What if we could turn different types of solar power into one mega sun-fueled energy source?

That's exactly what Gianluca Ambrosetti, the head of research at Zurich's Airlight Energy, wanted to know.

For those who didn't know (I sure didn't), there's actually more than one way to harness the sun's energy. In super-oversimplified terms, there's photovoltaics, which kidnaps light and turns it directly into energy (we'll call that "solar-electric" for short) and then there's solar thermal energy, which uses liquid to absorb the sun's heat to use as hot water or to turn into steam (we'll call that "solar-steam" for now).


Left: photovoltaic panels. Photo by David Shankbone/Wikimedia Commons.
Right: solar thermal heaters. Photo by Gilabrand/Wikimedia Commons.

The long version of the story is that Airlight Energy tried to combine solar-electric and solar-steam into one hyperefficient bundle.

In a collaboration with IBM Research, Ambrosetti and his team started experimenting with aluminum mirrors that double as solar-electric panels. They held a lot of energy, but were also prone to overheating because metal + heat + science, et cetera.

To get around that problem, they used the solar-steam tech to cool down the hardware with warm water (collected from that converted steam), thus allowing each cluster of aluminum reflectors to absorb even more sunlight — enough to concentrate the sunlight into the equivalent of 5,000 suns.

This process is called High Concentration Photovoltaic Thermal (HCPVT), which I share because it's fun to say.

Of course, you have to spend energy to make energy.
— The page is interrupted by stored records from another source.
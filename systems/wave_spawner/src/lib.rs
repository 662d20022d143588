#![deny(
    unsafe_code,
    missing_docs,
    dead_code,
    unused_results,
    non_snake_case,
    unreachable_pub
)]

//! Wave composition and scaling curves.
//!
//! A wave's roster is fully determined by the wave number and the game's
//! shuffle seed. Every tenth wave is a boss wave holding a single boss; other
//! waves mix grunts, runners, and tanks according to the difficulty tier.

use rand::{seq::SliceRandom, SeedableRng};
use rand_chacha::ChaCha8Rng;
use sha2::{Digest, Sha256};
use wave_defence_core::{
    constants::{
        BOSS_WAVE_INTERVAL, HEALTH_SCALE_PER_BOSS, HEALTH_SCALE_PER_WAVE,
        MINI_BOSS_WAVE_INTERVAL, PASSIVE_INCOME_BASE, PASSIVE_INCOME_STEP,
        PASSIVE_INCOME_WAVE_STEP, SPEED_SCALE_PER_WAVE, WAVE_BONUS_BASE, WAVE_BONUS_PER_WAVE,
    },
    BossAbility, EnemyKind,
};

const EARLY_TIER_LAST_WAVE: u32 = 10;
const MID_TIER_LAST_WAVE: u32 = 25;

/// Stage of the game that decides how a wave is composed.
#[derive(Clone, Copy, Debug, PartialEq, Eq, Hash)]
pub enum DifficultyTier {
    /// Waves 1 through 10.
    Early,
    /// Waves 11 through 25.
    Mid,
    /// Wave 26 onward.
    Late,
}

/// Difficulty tier of the provided wave.
#[must_use]
pub const fn difficulty_tier(wave: u32) -> DifficultyTier {
    if wave <= EARLY_TIER_LAST_WAVE {
        DifficultyTier::Early
    } else if wave <= MID_TIER_LAST_WAVE {
        DifficultyTier::Mid
    } else {
        DifficultyTier::Late
    }
}

/// Number of enemies in a regular wave.
#[must_use]
pub const fn wave_size(wave: u32) -> usize {
    let mut size = 6 + 2 * wave.saturating_sub(1);
    if wave > EARLY_TIER_LAST_WAVE && wave % 3 == 0 {
        size += 4;
    }
    if wave > EARLY_TIER_LAST_WAVE && wave % 5 == 0 {
        size += 6;
    }
    size as usize
}

/// Reports whether the wave is led by a single boss.
#[must_use]
pub const fn is_boss_wave(wave: u32) -> bool {
    wave > 0 && wave % BOSS_WAVE_INTERVAL == 0
}

/// Ordinal of the boss met on the provided wave, starting at 1.
#[must_use]
pub const fn boss_number(wave: u32) -> u32 {
    wave / BOSS_WAVE_INTERVAL
}

/// Abilities granted to the boss with the provided ordinal.
#[must_use]
pub fn boss_abilities(boss_number: u32) -> Vec<BossAbility> {
    match boss_number {
        0 => Vec::new(),
        1 => vec![BossAbility::ShieldPulse],
        2 => vec![BossAbility::ShieldPulse, BossAbility::RallyCry],
        _ => vec![
            BossAbility::ShieldPulse,
            BossAbility::RallyCry,
            BossAbility::Frostproof,
        ],
    }
}

fn share(size: usize, percent: usize) -> usize {
    size * percent / 100
}

fn roster(wave: u32) -> Vec<EnemyKind> {
    let size = wave_size(wave);
    let (runners, tanks) = match difficulty_tier(wave) {
        DifficultyTier::Early => {
            let runners = if wave >= 3 { share(size, 30) } else { 0 };
            let tanks = if wave >= 6 { share(size, 15) } else { 0 };
            (runners, tanks)
        }
        DifficultyTier::Mid => (share(size, 35), share(size, 25)),
        DifficultyTier::Late if wave % 7 == 0 => (0, size),
        DifficultyTier::Late if wave % 5 == 0 => (size, 0),
        DifficultyTier::Late => (share(size, 35), share(size, 35)),
    };
    let mut grunts = size - runners - tanks;

    let mut mini_bosses = 0;
    if difficulty_tier(wave) == DifficultyTier::Mid
        && wave % MINI_BOSS_WAVE_INTERVAL == 0
        && grunts > 0
    {
        grunts -= 1;
        mini_bosses = 1;
    }

    let mut kinds = Vec::with_capacity(size);
    kinds.extend(std::iter::repeat(EnemyKind::Grunt).take(grunts));
    kinds.extend(std::iter::repeat(EnemyKind::Runner).take(runners));
    kinds.extend(std::iter::repeat(EnemyKind::Tank).take(tanks));
    kinds.extend(std::iter::repeat(EnemyKind::MiniBoss).take(mini_bosses));
    kinds
}

fn derive_wave_seed(seed: u64, wave: u32) -> u64 {
    let mut hasher = Sha256::new();
    hasher.update(seed.to_le_bytes());
    hasher.update(wave.to_le_bytes());
    let digest = hasher.finalize();

    let mut bytes = [0_u8; 8];
    bytes.copy_from_slice(&digest[..8]);
    u64::from_le_bytes(bytes)
}

/// Spawn order of the provided wave.
///
/// Boss waves hold a single boss. Other rosters are shuffled with a generator
/// derived from `seed` and the wave number, so equal inputs always produce
/// the same order.
#[must_use]
pub fn generate_wave(wave: u32, seed: u64) -> Vec<EnemyKind> {
    if is_boss_wave(wave) {
        return vec![EnemyKind::Boss];
    }

    let mut kinds = roster(wave);
    let mut rng = ChaCha8Rng::seed_from_u64(derive_wave_seed(seed, wave));
    kinds.shuffle(&mut rng);
    kinds
}

/// Health multiplier applied to regular enemies.
#[must_use]
pub fn difficulty_multiplier(wave: u32) -> f32 {
    HEALTH_SCALE_PER_WAVE.powi(wave.saturating_sub(1) as i32)
}

/// Speed multiplier applied to every enemy.
#[must_use]
pub fn speed_multiplier(wave: u32) -> f32 {
    1.0 + wave.saturating_sub(1) as f32 * SPEED_SCALE_PER_WAVE
}

/// Health multiplier applied to the boss with the provided ordinal.
#[must_use]
pub fn boss_difficulty_multiplier(boss_number: u32, wave: u32) -> f32 {
    HEALTH_SCALE_PER_BOSS.powi(boss_number.saturating_sub(1) as i32) * difficulty_multiplier(wave)
}

/// Gold paid for clearing a wave without a single leak.
#[must_use]
pub const fn wave_bonus(wave: u32) -> u32 {
    WAVE_BONUS_BASE + WAVE_BONUS_PER_WAVE * wave
}

/// Gold paid after every cleared wave regardless of leaks.
#[must_use]
pub const fn passive_income(wave: u32) -> u32 {
    PASSIVE_INCOME_BASE + PASSIVE_INCOME_STEP * (wave / PASSIVE_INCOME_WAVE_STEP)
}

#[cfg(test)]
mod tests {
    use super::*;

    fn count(kinds: &[EnemyKind], kind: EnemyKind) -> usize {
        kinds.iter().filter(|candidate| **candidate == kind).count()
    }

    #[test]
    fn wave_size_grows_with_late_game_surges() {
        assert_eq!(wave_size(1), 6);
        assert_eq!(wave_size(9), 22);
        assert_eq!(wave_size(12), 32);
        assert_eq!(wave_size(15), 44);
        assert_eq!(wave_size(20), 50);
    }

    #[test]
    fn first_waves_are_all_grunts() {
        assert_eq!(generate_wave(1, 7), vec![EnemyKind::Grunt; 6]);
        assert_eq!(generate_wave(2, 7), vec![EnemyKind::Grunt; 8]);
    }

    #[test]
    fn early_tier_introduces_runners_then_tanks() {
        let third = generate_wave(3, 1);
        assert_eq!(count(&third, EnemyKind::Runner), 3);
        assert_eq!(count(&third, EnemyKind::Tank), 0);
        assert_eq!(count(&third, EnemyKind::Grunt), 7);

        let sixth = generate_wave(6, 1);
        assert_eq!(count(&sixth, EnemyKind::Runner), 4);
        assert_eq!(count(&sixth, EnemyKind::Tank), 2);
        assert_eq!(count(&sixth, EnemyKind::Grunt), 10);
    }

    #[test]
    fn mid_tier_fifth_waves_carry_a_mini_boss() {
        let wave = generate_wave(15, 3);
        assert_eq!(wave.len(), 44);
        assert_eq!(count(&wave, EnemyKind::MiniBoss), 1);
        assert_eq!(count(&wave, EnemyKind::Runner), 15);
        assert_eq!(count(&wave, EnemyKind::Tank), 11);
        assert_eq!(count(&wave, EnemyKind::Grunt), 17);

        assert_eq!(count(&generate_wave(14, 3), EnemyKind::MiniBoss), 0);
    }

    #[test]
    fn late_tier_themes_override_the_mix() {
        let sevenths = generate_wave(28, 9);
        assert!(sevenths.iter().all(|kind| *kind == EnemyKind::Tank));

        let fifths = generate_wave(45, 9);
        assert_eq!(fifths.len(), wave_size(45));
        assert!(fifths.iter().all(|kind| *kind == EnemyKind::Runner));

        let mixed = generate_wave(26, 9);
        assert_eq!(count(&mixed, EnemyKind::Runner), 19);
        assert_eq!(count(&mixed, EnemyKind::Tank), 19);
        assert_eq!(count(&mixed, EnemyKind::Grunt), 18);
    }

    #[test]
    fn boss_waves_hold_a_single_boss() {
        for wave in [10, 20, 30, 70] {
            assert!(is_boss_wave(wave));
            assert_eq!(generate_wave(wave, 5), vec![EnemyKind::Boss]);
        }
        assert!(!is_boss_wave(0));
        assert!(!is_boss_wave(15));
    }

    #[test]
    fn bosses_gain_abilities_over_time() {
        assert_eq!(boss_abilities(boss_number(10)), vec![BossAbility::ShieldPulse]);
        assert_eq!(boss_abilities(boss_number(20)).len(), 2);
        assert!(boss_abilities(boss_number(30)).contains(&BossAbility::Frostproof));
        assert!(boss_abilities(boss_number(90)).contains(&BossAbility::Frostproof));
    }

    #[test]
    fn shuffle_is_reproducible_for_equal_seeds() {
        assert_eq!(generate_wave(9, 42), generate_wave(9, 42));

        let reference = generate_wave(9, 0);
        let differs = (1..32).any(|seed| generate_wave(9, seed) != reference);
        assert!(differs);
    }

    #[test]
    fn scaling_curves_start_at_one() {
        assert_eq!(difficulty_multiplier(1), 1.0);
        assert_eq!(speed_multiplier(1), 1.0);
        assert_eq!(boss_difficulty_multiplier(1, 1), 1.0);
        assert!((difficulty_multiplier(3) - 1.1664).abs() < 1e-4);
        assert!((speed_multiplier(11) - 1.2).abs() < 1e-6);
        assert!((boss_difficulty_multiplier(2, 1) - 1.15).abs() < 1e-6);
    }

    #[test]
    fn economy_curves_follow_the_wave_number() {
        assert_eq!(wave_bonus(1), 18);
        assert_eq!(wave_bonus(10), 45);
        assert_eq!(passive_income(4), 10);
        assert_eq!(passive_income(5), 15);
        assert_eq!(passive_income(12), 20);
    }
}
But where the last-best solar panels could convert up to 46% of their absorbed sunlight into energy, the HCPVT system has an efficiency rate of about 80%.
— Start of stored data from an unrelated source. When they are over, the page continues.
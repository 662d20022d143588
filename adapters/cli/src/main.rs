#![deny(
    unsafe_code,
    missing_docs,
    dead_code,
    unused_results,
    non_snake_case,
    unreachable_pub
)]

//! Command-line adapter that plays a scripted Wave Defence game headlessly.

mod scenario;

use std::path::PathBuf;

use anyhow::{ensure, Result};
use clap::Parser;
use tracing_subscriber::EnvFilter;
use wave_defence_core::{constants::DEFAULT_WAVE_SEED, Command, Event, Phase};
use wave_defence_world::{self as world, query, GameState};

use crate::scenario::Scenario;

const MAX_TICK_SECONDS: f32 = 0.05;

/// Runs a scripted Wave Defence game and prints the final summary.
#[derive(Debug, Parser)]
#[command(name = "wave-defence", version)]
struct CliArgs {
    /// Seed the wave shuffles derive from.
    #[arg(long, default_value_t = DEFAULT_WAVE_SEED)]
    seed: u64,
    /// Simulated seconds per tick; values above 0.05 are clamped.
    #[arg(long, default_value_t = 1.0 / 60.0)]
    dt: f32,
    /// Simulated seconds after which the run stops even if lives remain.
    #[arg(long, default_value_t = 900.0)]
    max_time: f32,
    /// TOML scenario holding the build order; a built-in order is used otherwise.
    #[arg(long)]
    scenario: Option<PathBuf>,
}

/// Entry point for the Wave Defence command-line interface.
fn main() -> Result<()> {
    tracing_subscriber::fmt()
        .with_env_filter(
            EnvFilter::try_from_default_env().unwrap_or_else(|_| EnvFilter::new("info")),
        )
        .init();

    let args = CliArgs::parse();
    ensure!(
        args.dt.is_finite() && args.dt > 0.0,
        "tick length must be a positive number of seconds, got {}",
        args.dt
    );
    ensure!(
        args.max_time.is_finite() && args.max_time > 0.0,
        "time limit must be a positive number of seconds, got {}",
        args.max_time
    );

    let scenario = match &args.scenario {
        Some(path) => Scenario::load(path)?,
        None => Scenario::standard(),
    };

    let state = run(
        world::new_game_with_seed(args.seed),
        &scenario,
        args.dt.min(MAX_TICK_SECONDS),
        args.max_time,
    );
    report(&state);
    Ok(())
}

fn run(mut state: GameState, scenario: &Scenario, dt: f32, max_time: f32) -> GameState {
    let mut pending = scenario.actions.iter().peekable();

    while query::phase(&state) != Phase::GameOver && query::elapsed(&state) < max_time {
        while let Some(action) = pending.next_if(|action| action.at <= query::elapsed(&state)) {
            state = submit(state, action.command.clone());
        }

        if scenario.auto_send && query::phase(&state) == Phase::Waiting && query::wave(&state) > 0
        {
            state = submit(state, Command::SendWave);
        }

        state = submit(state, Command::Tick { dt });
        log_milestones(&state);
    }
    state
}

fn submit(state: GameState, command: Command) -> GameState {
    match world::apply(&state, command.clone()) {
        Ok(next) => next,
        Err(error) => {
            tracing::warn!(?command, %error, "scheduled command rejected");
            state
        }
    }
}

fn log_milestones(state: &GameState) {
    for event in query::events(state) {
        match event {
            Event::Leak {
                kind,
                lives_remaining,
                ..
            } => tracing::info!(?kind, lives_remaining, "enemy leaked"),
            Event::ComboBonus { kills, bonus } => {
                tracing::info!(kills, bonus, "combo bonus");
            }
            _ => {}
        }
    }
}

fn report(state: &GameState) {
    match query::summary(state) {
        Some(summary) => {
            println!("game over on wave {}", summary.wave_reached);
            println!("score: {}", summary.score);
            println!("gold earned: {}", summary.total_gold_earned);
            println!("towers placed: {}", summary.towers_placed);
            println!("bosses defeated: {}", summary.bosses_defeated);
            println!("time survived: {:.1}s", summary.time_survived);
        }
        None => {
            println!(
                "time limit reached on wave {} with {} lives left",
                query::wave(state),
                query::lives(state)
            );
            println!("score: {}", query::score(state));
            println!("gold: {}", query::gold(state));
            println!("towers: {}", query::towers(state).len());
            println!("bosses defeated: {}", query::bosses_defeated(state));
        }
    }
}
(Meanwhile, your standard residential solar setup works at about 15-20% efficiency, which is still surprisingly cheaper than standard electricity!)

The short answer is: freakin' Solar Sunflowers!
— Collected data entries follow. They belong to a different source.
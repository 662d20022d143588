//! Wave cycle: timers, spawning, and wave completion payouts.

use wave_defence_core::{
    constants::{SPAWN_INTERVAL, WAVE_AUTO_START_SECONDS},
    EnemyId, EnemyKind, Event, Phase,
};
use wave_defence_system_enemy as enemy;
use wave_defence_system_upgrade as upgrade;
use wave_defence_system_wave_spawner as spawner;

use crate::GameState;

/// Advances the phase timers and releases due enemies.
pub(crate) fn advance(state: &mut GameState, dt: f32) {
    match state.phase {
        Phase::Waiting => {
            state.wave_timer += dt;
            if state.wave_timer >= state.wave_timer_max {
                start_next_wave(state, 0);
            }
        }
        Phase::PreWave => {
            state.wave_delay_timer -= dt;
            if state.wave_delay_timer <= 0.0 {
                state.wave_delay_timer = 0.0;
                start_next_wave(state, 0);
            }
        }
        Phase::Spawning => {
            state.spawn_timer -= dt;
            if state.spawn_timer <= 0.0 {
                if let Some(kind) = state.spawn_queue.pop_front() {
                    spawn(state, kind);
                }
                state.spawn_timer = SPAWN_INTERVAL;
            }
            if state.spawn_queue.is_empty() {
                state.phase = Phase::Active;
            }
        }
        Phase::Active | Phase::GameOver => {}
    }
}

/// Queues the next wave and enters the spawning phase.
pub(crate) fn start_next_wave(state: &mut GameState, early_bonus: u32) {
    state.wave += 1;
    let wave = state.wave;

    state.boss_wave = spawner::is_boss_wave(wave);
    state.spawn_queue = spawner::generate_wave(wave, state.rng_seed).into();
    state.spawn_timer = 0.0;
    state.wave_timer = 0.0;
    state.leaks_this_wave = 0;
    state.phase = Phase::Spawning;

    if early_bonus > 0 {
        state.earn(early_bonus);
    }

    state.events.push(Event::WaveStarted {
        wave,
        boss: state.boss_wave,
        enemies: state.spawn_queue.len(),
        early_bonus,
    });
    tracing::info!(
        wave,
        boss = state.boss_wave,
        enemies = state.spawn_queue.len(),
        early_bonus,
        "wave started"
    );
}

fn spawn(state: &mut GameState, kind: EnemyKind) {
    let wave = state.wave;
    let id = EnemyId::new(state.allocate_id());
    let speed = spawner::speed_multiplier(wave);

    let spawned = if kind.is_boss() {
        let boss_number = spawner::boss_number(wave);
        let difficulty = spawner::boss_difficulty_multiplier(boss_number, wave);
        let abilities = spawner::boss_abilities(boss_number);
        let mut boss = enemy::spawn(id, kind, state.path.start(), difficulty, speed);
        enemy::grant_abilities(&mut boss, &abilities);
        tracing::info!(wave, boss_number, ?abilities, "boss entered the field");
        boss
    } else {
        let difficulty = spawner::difficulty_multiplier(wave);
        enemy::spawn(id, kind, state.path.start(), difficulty, speed)
    };

    state.enemies.push(spawned);
    state.events.push(Event::EnemySpawned { enemy: id, kind });
}

/// Pays out and returns to waiting once an active wave has been cleared.
pub(crate) fn complete_if_cleared(state: &mut GameState) {
    if state.phase != Phase::Active || !state.enemies.is_empty() || !state.spawn_queue.is_empty()
    {
        return;
    }

    let wave = state.wave;
    let zero_leak_bonus = if state.leaks_this_wave == 0 {
        spawner::wave_bonus(wave)
    } else {
        0
    };
    let beacon_income: u32 = state
        .towers
        .iter()
        .map(|tower| upgrade::effective_income(tower.kind, tower.upgrades))
        .sum();
    let passive_income = spawner::passive_income(wave);

    state.earn(zero_leak_bonus + beacon_income + passive_income);
    state.phase = Phase::Waiting;
    state.wave_timer = 0.0;
    state.wave_timer_max = WAVE_AUTO_START_SECONDS;

    state.events.push(Event::WaveComplete {
        wave,
        zero_leak_bonus,
        beacon_income,
        passive_income,
    });
    tracing::info!(
        wave,
        leaks = state.leaks_this_wave,
        zero_leak_bonus,
        beacon_income,
        passive_income,
        "wave complete"
    );
}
Technically a computer rendering, but still freakin' cool! Photo by IBM Research/ YouTube.

Each of these shiny metal sculptures is capable of pumping out 12,000 watts of solar-electric energy and 21,000 watts of solar-steam energy.

Compare this to regular old residential roof panels — you'll only get about 5,000 watts if you cover your roof in 'em.


The only question left is how do I get me one of these futuristic sun-powered robo-flowers?!

Oh, yeah. About that...

Airlight Energy currently expects to start selling Solar Sunflowers to early adopters in 2016, with a plan to ramp up commercial production by 2017.

"See yourself reflected in the Solar Sunflower." See? It sells itself. (Also, hi, please hire me for marketing. I write great catchphrases.) GIF via IBM Research/YouTube.

But, well, they're kind of expensive. There's no official price yet, but some estimates are placing them upwards of $45,000 a pop. That makes it about twice the cost of an average home solar setup.

Granted, the Solar Sunflower can produce four times more wattage. But that's still a hefty overhead that for many people might not seem worth it upfront.

It's basically the difference between buying a brand new 2017 electric Tesla Model 3 or continuing to drive my dad's old 1997 Nissan Altima. (Although now that I put it that way, hrmmm... )

Of course, a single Solar Sunflower could also be used to power a handful of homes. This would be a selling point if they weren't so conspicuous — we're talking 32 feet tall with a dish area of 430 square feet.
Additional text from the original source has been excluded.